59 This type of liability must be distinguished from the case of a contingent creditor [or] a prospective creditor ... .
60 The distinction is vital because whilst contingent or prospective creditors are taken into account in assessing solvency, possible future claims that might
crystallise are not. The great probabilities are that if [the group companies] were to go into provisional liquidation now, then the only claims that would be
paid by the liquidator would be those which have crystallised and, after paying the doubtless heavy expenses of liquidation, there would be a distribution of
surplus funds to the shareholder MRCF which would be used for the purpose of the alleged charitable fund. The future creditors would get nothing and this may very well be the case even if the claim matured the day after the liquidation commenced.

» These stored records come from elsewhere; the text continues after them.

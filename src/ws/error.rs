#![expect(
    clippy::module_name_repetitions,
    reason = "Error types include the module name to indicate their scope"
)]

use std::error::Error as StdError;
use std::fmt;
use std::time::Duration;

use super::connection::ReadyState;

/// WebSocket error variants.
#[non_exhaustive]
#[derive(Debug)]
pub enum WsError {
    /// Error connecting to or communicating with the WebSocket server
    Connection(tokio_tungstenite::tungstenite::Error),
    /// The operation needs an open connection
    NotOpen(ReadyState),
    /// The opening handshake did not finish in time
    HandshakeTimeout(Duration),
    /// The connection was closed before the opening handshake finished
    ClosedBeforeOpen,
    /// The address does not use the `ws` or `wss` scheme
    UnsupportedScheme(String),
    /// A subprotocol is empty, duplicated or not a valid token
    InvalidProtocol(String),
    /// A handshake header name or value is invalid
    InvalidHeader(String),
    /// No tokio runtime to drive the connection on
    NoRuntime,
}

impl fmt::Display for WsError {
    fn fmt(&self, f: &mut fmt::Formatter<'_>) -> fmt::Result {
        match self {
            Self::Connection(e) => write!(f, "WebSocket connection error: {e}"),
            Self::NotOpen(state) => write!(f, "WebSocket is not open: readyState {state:?}"),
            Self::HandshakeTimeout(limit) => {
                write!(f, "WebSocket opening handshake timed out after {limit:?}")
            }
            Self::ClosedBeforeOpen => {
                write!(f, "WebSocket was closed before the connection was established")
            }
            Self::UnsupportedScheme(scheme) => {
                write!(f, "Unsupported WebSocket URL scheme: {scheme}")
            }
            Self::InvalidProtocol(protocol) => write!(f, "Invalid subprotocol: {protocol:?}"),
            Self::InvalidHeader(name) => write!(f, "Invalid handshake header: {name}"),
            Self::NoRuntime => write!(f, "WebSocket requires a running tokio runtime"),
        }
    }
}

impl StdError for WsError {
    fn source(&self) -> Option<&(dyn StdError + 'static)> {
        match self {
            Self::Connection(e) => Some(e),
            _ => None,
        }
    }
}

// Integration with main Error type
impl From<WsError> for crate::error::Error {
    fn from(e: WsError) -> Self {
        let kind = match e {
            WsError::UnsupportedScheme(_)
            | WsError::InvalidProtocol(_)
            | WsError::InvalidHeader(_) => crate::error::Kind::Validation,
            WsError::NoRuntime => crate::error::Kind::Internal,
            _ => crate::error::Kind::Transport,
        };
        crate::error::Error::with_source(kind, e)
    }
}

impl From<tokio_tungstenite::tungstenite::Error> for crate::error::Error {
    fn from(e: tokio_tungstenite::tungstenite::Error) -> Self {
        crate::error::Error::with_source(crate::error::Kind::Transport, WsError::Connection(e))
    }
}
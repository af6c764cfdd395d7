//! Errors reported by the value builder.

use crate::{FieldAccessChain, HostKind};

/// Failure of a builder operation.
///
/// Every error is reported at the call that introduces the inconsistency.
/// A failed call leaves the value graph exactly as it was before the call.
#[derive(Clone, Debug, PartialEq, Eq, thiserror::Error)]
pub enum IrError {
    /// A field or value type disagrees with what the access requires.
    #[error("type mismatch: expected {expected}, found {found}")]
    TypeMismatch { expected: String, found: String },

    /// A chain index is past the field count of the structure it indexes.
    #[error("field access {chain} out of range: index {index} into a structure with {field_count} fields")]
    OutOfRangeAccess {
        chain: FieldAccessChain,
        index: u32,
        field_count: usize,
    },

    /// A host instance that a flat structure value cannot represent.
    #[error("unsupported host type `{type_name}`: {kind} instances cannot be mirrored as structure values")]
    UnsupportedHostType { type_name: String, kind: HostKind },

    /// An argument that is invalid regardless of types.
    #[error("invalid argument: {0}")]
    InvalidArgument(&'static str),
}
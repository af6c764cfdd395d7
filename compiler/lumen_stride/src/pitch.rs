//! Pitch alignment for leading dimensions.

use crate::StrideError;

/// Smallest length ≥ `leading_dimension_length` whose byte size is a
/// multiple of `alignment_in_bytes`.
///
/// Used to pick the free stride of a dense descriptor so that every row
/// (or plane) starts on an aligned byte boundary.
///
/// `alignment_in_bytes` must be a positive power of two and a multiple of
/// a positive `element_size_in_bytes`; anything else cannot yield a pitched
/// stride and fails with [`StrideError::UnsupportedAlignment`]. A negative
/// length fails with [`StrideError::OutOfRange`].
pub fn pitched_leading_dimension(
    leading_dimension_length: i64,
    alignment_in_bytes: i64,
    element_size_in_bytes: i64,
) -> Result<i64, StrideError> {
    if leading_dimension_length < 0 {
        return Err(StrideError::OutOfRange {
            what: "leading dimension length",
            value: leading_dimension_length,
        });
    }
    if element_size_in_bytes <= 0 {
        return Err(StrideError::OutOfRange {
            what: "element size",
            value: element_size_in_bytes,
        });
    }
    if alignment_in_bytes <= 0
        || alignment_in_bytes.count_ones() != 1
        || alignment_in_bytes % element_size_in_bytes != 0
    {
        return Err(StrideError::UnsupportedAlignment {
            alignment: alignment_in_bytes,
            element_size: element_size_in_bytes,
        });
    }

    // Elements per aligned chunk.
    let chunk = alignment_in_bytes / element_size_in_bytes;
    leading_dimension_length
        .checked_add(chunk - 1)
        .map(|padded| padded / chunk * chunk)
        .ok_or(StrideError::OutOfRange {
            what: "leading dimension length",
            value: leading_dimension_length,
        })
}

#[cfg(test)]
#[allow(
    clippy::unwrap_used,
    reason = "tests use unwrap to panic on unexpected state"
)]
mod tests;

Australia has a federal system of government. Responsibility for workplace health and safety rests with State legislatures, while the Federal legislature has authority over corporate law (including corporate insolvency). The New South Wales State Government commissioned an inquiry into the James Hardie situation .
That committee released its report in September 2004. The report recognised the legal position identified by the Supreme Court and commented that: ‘unless some
general reform is enacted that permits [corporate insolvency law] to deal with long tail liabilities, future cases will arise that will have to be the subject of ad hoc legislative solution, if serious injustice is to be avoided’.